Symptoms: Air worked for 3 minutes, then nothing. Air works occasionally off and on for a few minutes, then nothing. (over a few weeks time) No leaks seen, all diagnostics showed as fine. Took back in today when not working (as it worked, says the shop, each time it was there) and this was when the condenser diagnosis was given.

Thank you all for your input. This gives me some good ideas of what to look for next and what questions to ask as well as what it could be and what it could NOT be., I’ll have to update everyone once I speak to the shop again on Monday.

new compressor cost? Is $957 out of line? Regardless, I’ll get more than one quote for work. Todays shop was highly recommended however I have lost all faith in them over the last few weeks.

Asemaster…thanks for the laugh (sandwich comment).

You might ask about those pressures. In most normally charged A/C systems there will be about 115-125 PSI static pressure when the A/C is not running or the compressor is not energized. This is on a fully charged system.

There are a lot of variables on the pressure when the system is running due to RPMs, temperature, etc but normally you will see around 30-40 PSI on the low side and 225-275 on the high side.

Hopefully they will provide a bit of this info and truth be known, the pressures should be notated on a repair order.

Offhand, it sounds like the compressor is kicking out too early due to a pressure or pressure switch problem but without car in hand it’s near impossible to say. I certainly don’t understand how a condenser diagnosis was arrived at; much less one that is intermittent. That makes zero sense.

I would expect static pressures to be more in the 60-70psi range.

I will ask for the pressures tomorrow. I was not given a repair order (part of why I’m asking these questions) and will ask for one with specific info on it tomorrow. I am also going to another shop for a second opinion. At this point I believe its the compressor in some way shape or form…but will get a few other shops to weigh in to make sure before spending almost $1000.

Thoughts on using new vs reconditioned compressors? Both show 1 year warranty…

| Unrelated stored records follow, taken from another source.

//! Integration test harness for the VetDesk front end.
//!
//! Each test starts two servers on ephemeral ports:
//!
//! - a [`FakeClinic`] standing in for the clinic REST API, whose answers the
//!   test scripts through [`Scenario`]
//! - the real front end router, pointed at the fake
//!
//! and drives the front end with a cookie-keeping `reqwest` client that does
//! not follow redirects, so tests can assert on `Location` headers.

use std::net::SocketAddr;
use std::sync::{Arc, Mutex, MutexGuard};

use axum::{
    Json, Router,
    extract::{Path, State},
    http::{HeaderMap, Method, StatusCode, Uri, header::AUTHORIZATION},
    response::{IntoResponse, Response},
    routing::{get, post},
};
use base64::Engine;
use base64::engine::general_purpose::URL_SAFE_NO_PAD;
use serde_json::{Value, json};

use vetdesk_admin::build_router;
use vetdesk_admin::config::AdminConfig;
use vetdesk_admin::state::AppState;

/// Password the fake API refuses.
pub const WRONG_PASSWORD: &str = "not-the-password";

/// ID of the user the fake API signs in.
pub const USER_ID: i64 = 7;

/// Phone number `GET /auth/me` reports, unlike the one sent at login.
pub const UPDATED_PHONE: &str = "+44 20 7946 0123";

/// Pet and appointment of the signed-in owner.
pub const OWN_PET_ID: i64 = 31;
pub const OWN_APPOINTMENT_ID: i64 = 41;

/// Pet and appointment belonging to someone else. Their names never appear
/// in any other fixture.
pub const STRANGER_PET_ID: i64 = 32;
pub const STRANGER_PET_NAME: &str = "Marmalade";
pub const STRANGER_APPOINTMENT_ID: i64 = 42;

/// How the fake API answers `GET /pets`.
#[derive(Debug, Clone)]
pub enum PetsReply {
    /// `{ "success": true, "data": [...] }`
    Wrapped,
    /// `{ "data": { "items": [...], "total": n } }`
    Paged,
    /// An error status with a JSON `message`.
    Error(StatusCode, &'static str),
}

/// Scripted behavior of the fake clinic API.
#[derive(Debug, Clone)]
pub struct Scenario {
    /// Role of the signed-in user.
    pub role: &'static str,
    /// Lifetime of issued access tokens, in seconds. Zero or less issues
    /// tokens that are already expired.
    pub access_ttl: i64,
    /// Whether `POST /auth/refresh` hands out a new pair.
    pub refresh_succeeds: bool,
    /// Reply to `GET /pets`.
    pub pets: PetsReply,
}

impl Default for Scenario {
    fn default() -> Self {
        Self {
            role: "owner",
            access_ttl: 3600,
            refresh_succeeds: true,
            pets: PetsReply::Wrapped,
        }
    }
}

/// A request the fake API received.
#[derive(Debug, Clone)]
pub struct Recorded {
    pub method: String,
    pub path: String,
    pub bearer: Option<String>,
}

#[derive(Debug, Default)]
struct ClinicState {
    scenario: Scenario,
    requests: Vec<Recorded>,
    issued: u32,
}

type Shared = Arc<Mutex<ClinicState>>;

fn lock(state: &Shared) -> MutexGuard<'_, ClinicState> {
    state.lock().unwrap_or_else(std::sync::PoisonError::into_inner)
}

/// In-process stand-in for the clinic REST API.
#[derive(Debug, Clone)]
pub struct FakeClinic {
    state: Shared,
    addr: SocketAddr,
}

impl FakeClinic {
    /// Start the fake API with the given scenario.
    ///
    /// # Panics
    ///
    /// Panics if the listener cannot be bound.
    pub async fn start(scenario: Scenario) -> Self {
        let state: Shared = Arc::new(Mutex::new(ClinicState {
            scenario,
            ..ClinicState::default()
        }));

        let app = Router::new()
            .route("/auth/login", post(login))
            .route("/auth/refresh", post(refresh))
            .route("/auth/me", get(me))
            .route("/pets", get(pets).post(empty_list))
            .route("/pets/{id}", get(pet_by_id).fallback(empty_list))
            .route("/appointments", get(appointments).post(empty_list))
            .route(
                "/appointments/{id}",
                get(appointment_by_id).fallback(empty_list),
            )
            .fallback(empty_list)
            .with_state(state.clone());

        let addr = serve(app).await;
        Self { state, addr }
    }

    /// Base URL the front end should call.
    #[must_use]
    pub fn base_url(&self) -> String {
        format!("http://{}/", self.addr)
    }

    /// Change the scenario mid-test.
    pub fn update(&self, f: impl FnOnce(&mut Scenario)) {
        f(&mut lock(&self.state).scenario);
    }

    /// Requests received for `path`, oldest first.
    #[must_use]
    pub fn requests_to(&self, path: &str) -> Vec<Recorded> {
        lock(&self.state)
            .requests
            .iter()
            .filter(|r| r.path == path)
            .cloned()
            .collect()
    }
}

/// The front end under test.
#[derive(Debug)]
pub struct TestApp {
    pub clinic: FakeClinic,
    pub client: reqwest::Client,
    addr: SocketAddr,
}

impl TestApp {
    /// Start a fake clinic API and a front end pointed at it.
    ///
    /// # Panics
    ///
    /// Panics if either server fails to start.
    pub async fn spawn(scenario: Scenario) -> Self {
        let clinic = FakeClinic::start(scenario).await;

        let config = AdminConfig::for_api(&clinic.base_url()).expect("valid test config");
        let state = AppState::new(config).expect("failed to create app state");
        let addr = serve(build_router(state)).await;

        let client = reqwest::Client::builder()
            .cookie_store(true)
            .redirect(reqwest::redirect::Policy::none())
            .build()
            .expect("Failed to create HTTP client");

        Self {
            clinic,
            client,
            addr,
        }
    }

    /// Absolute URL for a front end path.
    #[must_use]
    pub fn url(&self, path: &str) -> String {
        format!("http://{}{path}", self.addr)
    }

    /// GET a front end page.
    ///
    /// # Panics
    ///
    /// Panics if the request cannot be sent.
    pub async fn get(&self, path: &str) -> reqwest::Response {
        self.client
            .get(self.url(path))
            .send()
            .await
            .expect("request failed")
    }

    /// Submit the login form.
    ///
    /// # Panics
    ///
    /// Panics if the request cannot be sent.
    pub async fn login(&self, password: &str, remember_me: bool) -> reqwest::Response {
        let mut form = vec![("email", "olive@example.com"), ("password", password)];
        if remember_me {
            form.push(("remember_me", "on"));
        }
        self.client
            .post(self.url("/auth/login"))
            .form(&form)
            .send()
            .await
            .expect("login request failed")
    }
}

/// `Location` header of a redirect, if any.
#[must_use]
pub fn location(response: &reqwest::Response) -> Option<String> {
    response
        .headers()
        .get(reqwest::header::LOCATION)
        .and_then(|v| v.to_str().ok())
        .map(String::from)
}

/// Build an unsigned JWT whose `exp` is `ttl` seconds from now.
#[must_use]
pub fn token_expiring_in(ttl: i64, serial: u32) -> String {
    let exp = chrono::Utc::now().timestamp() + ttl;
    let header = URL_SAFE_NO_PAD.encode(r#"{"alg":"HS256","typ":"JWT"}"#);
    let claims =
        URL_SAFE_NO_PAD.encode(format!(r#"{{"sub":"{USER_ID}","exp":{exp},"n":{serial}}}"#));
    format!("{header}.{claims}.c2lnbmF0dXJl")
}

async fn serve(app: Router) -> SocketAddr {
    let listener = tokio::net::TcpListener::bind("127.0.0.1:0")
        .await
        .expect("failed to bind test listener");
    let addr = listener.local_addr().expect("listener has no address");
    tokio::spawn(async move {
        axum::serve(listener, app).await.ok();
    });
    addr
}

/// Log the request and return the scenario with a per-request serial number.
fn record(state: &Shared, method: &Method, uri: &Uri, headers: &HeaderMap) -> (Scenario, u32) {
    let bearer = headers
        .get(AUTHORIZATION)
        .and_then(|v| v.to_str().ok())
        .and_then(|v| v.strip_prefix("Bearer "))
        .map(String::from);
    let mut guard = lock(state);
    guard.requests.push(Recorded {
        method: method.to_string(),
        path: uri.path().to_string(),
        bearer,
    });
    guard.issued += 1;
    (guard.scenario.clone(), guard.issued)
}

fn user_json(role: &str) -> Value {
    json!({
        "id": USER_ID,
        "email": "olive@example.com",
        "firstName": "Olive",
        "lastName": "Hart",
        "phone": "+44 20 7946 0000",
        "role": role,
        "isActive": true
    })
}

fn pet_json() -> Value {
    json!({
        "id": OWN_PET_ID,
        "ownerId": USER_ID,
        "ownerName": "Olive Hart",
        "name": "Biscuit",
        "species": "Dog",
        "breed": "Beagle",
        "weightKg": 12.5
    })
}

fn stranger_pet_json() -> Value {
    json!({
        "id": STRANGER_PET_ID,
        "ownerId": 99,
        "ownerName": "Sam Reyes",
        "name": STRANGER_PET_NAME,
        "species": "Cat",
        "breed": "Tabby"
    })
}

fn appointment_json() -> Value {
    json!({
        "id": OWN_APPOINTMENT_ID,
        "petId": OWN_PET_ID,
        "petName": "Biscuit",
        "ownerId": USER_ID,
        "ownerName": "Olive Hart",
        "scheduledAt": "2099-01-01T09:00:00",
        "status": "scheduled",
        "reason": "Annual vaccination"
    })
}

fn stranger_appointment_json() -> Value {
    json!({
        "id": STRANGER_APPOINTMENT_ID,
        "petId": STRANGER_PET_ID,
        "petName": STRANGER_PET_NAME,
        "ownerId": 99,
        "ownerName": "Sam Reyes",
        "scheduledAt": "2099-01-02T10:00:00",
        "status": "scheduled",
        "reason": "Dental check"
    })
}

async fn login(
    State(state): State<Shared>,
    method: Method,
    uri: Uri,
    headers: HeaderMap,
    Json(body): Json<Value>,
) -> Response {
    let (scenario, serial) = record(&state, &method, &uri, &headers);
    if body.get("password").and_then(Value::as_str) == Some(WRONG_PASSWORD) {
        return (
            StatusCode::UNAUTHORIZED,
            Json(json!({ "message": "Invalid credentials" })),
        )
            .into_response();
    }

    Json(json!({
        "success": true,
        "data": {
            "user": user_json(scenario.role),
            "accessToken": token_expiring_in(scenario.access_ttl, serial),
            "refreshToken": "refresh-token"
        }
    }))
    .into_response()
}

async fn refresh(
    State(state): State<Shared>,
    method: Method,
    uri: Uri,
    headers: HeaderMap,
) -> Response {
    let (scenario, serial) = record(&state, &method, &uri, &headers);
    if !scenario.refresh_succeeds {
        return (
            StatusCode::UNAUTHORIZED,
            Json(json!({ "message": "Refresh token expired" })),
        )
            .into_response();
    }

    Json(json!({
        "data": {
            "accessToken": token_expiring_in(3600, serial),
            "refreshToken": "refresh-token-2"
        }
    }))
    .into_response()
}

/// The account as an admin has since edited it: a new phone number.
async fn me(
    State(state): State<Shared>,
    method: Method,
    uri: Uri,
    headers: HeaderMap,
) -> Response {
    let (scenario, _) = record(&state, &method, &uri, &headers);
    let mut user = user_json(scenario.role);
    user["phone"] = json!(UPDATED_PHONE);
    Json(json!({ "success": true, "data": user })).into_response()
}

async fn pets(
    State(state): State<Shared>,
    method: Method,
    uri: Uri,
    headers: HeaderMap,
) -> Response {
    let (scenario, _) = record(&state, &method, &uri, &headers);
    match scenario.pets {
        PetsReply::Wrapped => Json(json!({
            "success": true,
            "data": [pet_json(), stranger_pet_json()]
        }))
        .into_response(),
        PetsReply::Paged => {
            Json(json!({ "data": { "items": [pet_json()], "total": 1 } })).into_response()
        }
        PetsReply::Error(status, message) => {
            (status, Json(json!({ "message": message }))).into_response()
        }
    }
}

async fn pet_by_id(
    State(state): State<Shared>,
    Path(id): Path<i64>,
    method: Method,
    uri: Uri,
    headers: HeaderMap,
) -> Response {
    record(&state, &method, &uri, &headers);
    match id {
        OWN_PET_ID => Json(json!({ "success": true, "data": pet_json() })).into_response(),
        STRANGER_PET_ID => {
            Json(json!({ "success": true, "data": stranger_pet_json() })).into_response()
        }
        _ => not_found(),
    }
}

/// Every appointment, regardless of the `ownerId` filter, like an API that
/// scopes too loosely.
async fn appointments(
    State(state): State<Shared>,
    method: Method,
    uri: Uri,
    headers: HeaderMap,
) -> Response {
    record(&state, &method, &uri, &headers);
    Json(json!({
        "success": true,
        "data": [appointment_json(), stranger_appointment_json()]
    }))
    .into_response()
}

async fn appointment_by_id(
    State(state): State<Shared>,
    Path(id): Path<i64>,
    method: Method,
    uri: Uri,
    headers: HeaderMap,
) -> Response {
    record(&state, &method, &uri, &headers);
    match id {
        OWN_APPOINTMENT_ID => {
            Json(json!({ "success": true, "data": appointment_json() })).into_response()
        }
        STRANGER_APPOINTMENT_ID => {
            Json(json!({ "success": true, "data": stranger_appointment_json() }))
                .into_response()
        }
        _ => not_found(),
    }
}

fn not_found() -> Response {
    (
        StatusCode::NOT_FOUND,
        Json(json!({ "message": "Not found" })),
    )
        .into_response()
}

async fn empty_list(
    State(state): State<Shared>,
    method: Method,
    uri: Uri,
    headers: HeaderMap,
) -> Response {
    record(&state, &method, &uri, &headers);
    Json(json!({ "data": [] })).into_response()
}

New is always better if someone is having to pay labor and so on. A DIYer may very well use a reconditioned compressor with no problems at all but I’ve gotten several remans that were on shaky ground and usually had to come right back off.

As to static pressures, I’m referring to a non-running, non-operative A/C. It takes a few minutes before the high and low sides equalize in pressure; meaning the same reading on both.
Just my experience, but with a no cooling complaint, simply connecting the gauges can tell a lot. If both high and low sides have stabilized and the pressure is around 100 PSI on both sides that tells me the system may be a bit low on refrigerant.
If it shows 50, 60, or what have you, then that usually means it’s very low.

It’s entirely possible that you do not need a compressor and due to the unknowns this is still a bit fuzzy to me but the condenser thing still doesn’t make sense.

"Thoughts on using new vs reconditioned compressors?"
Huh?
You already corrected a couple of posters when they assumed that the problem was the compressor, rather than the condenser.

In fact, this is what you told us previously:
“the shop corrected me when I asked if it was the compressor and told me no…it was the condenser.”

While I agree that it is EXTREMELY unlikely that this is a condenser problem and that the compressor is probably the culprit, your contradictory posts have me very confused.

Did another shop state that the compressor is the problem?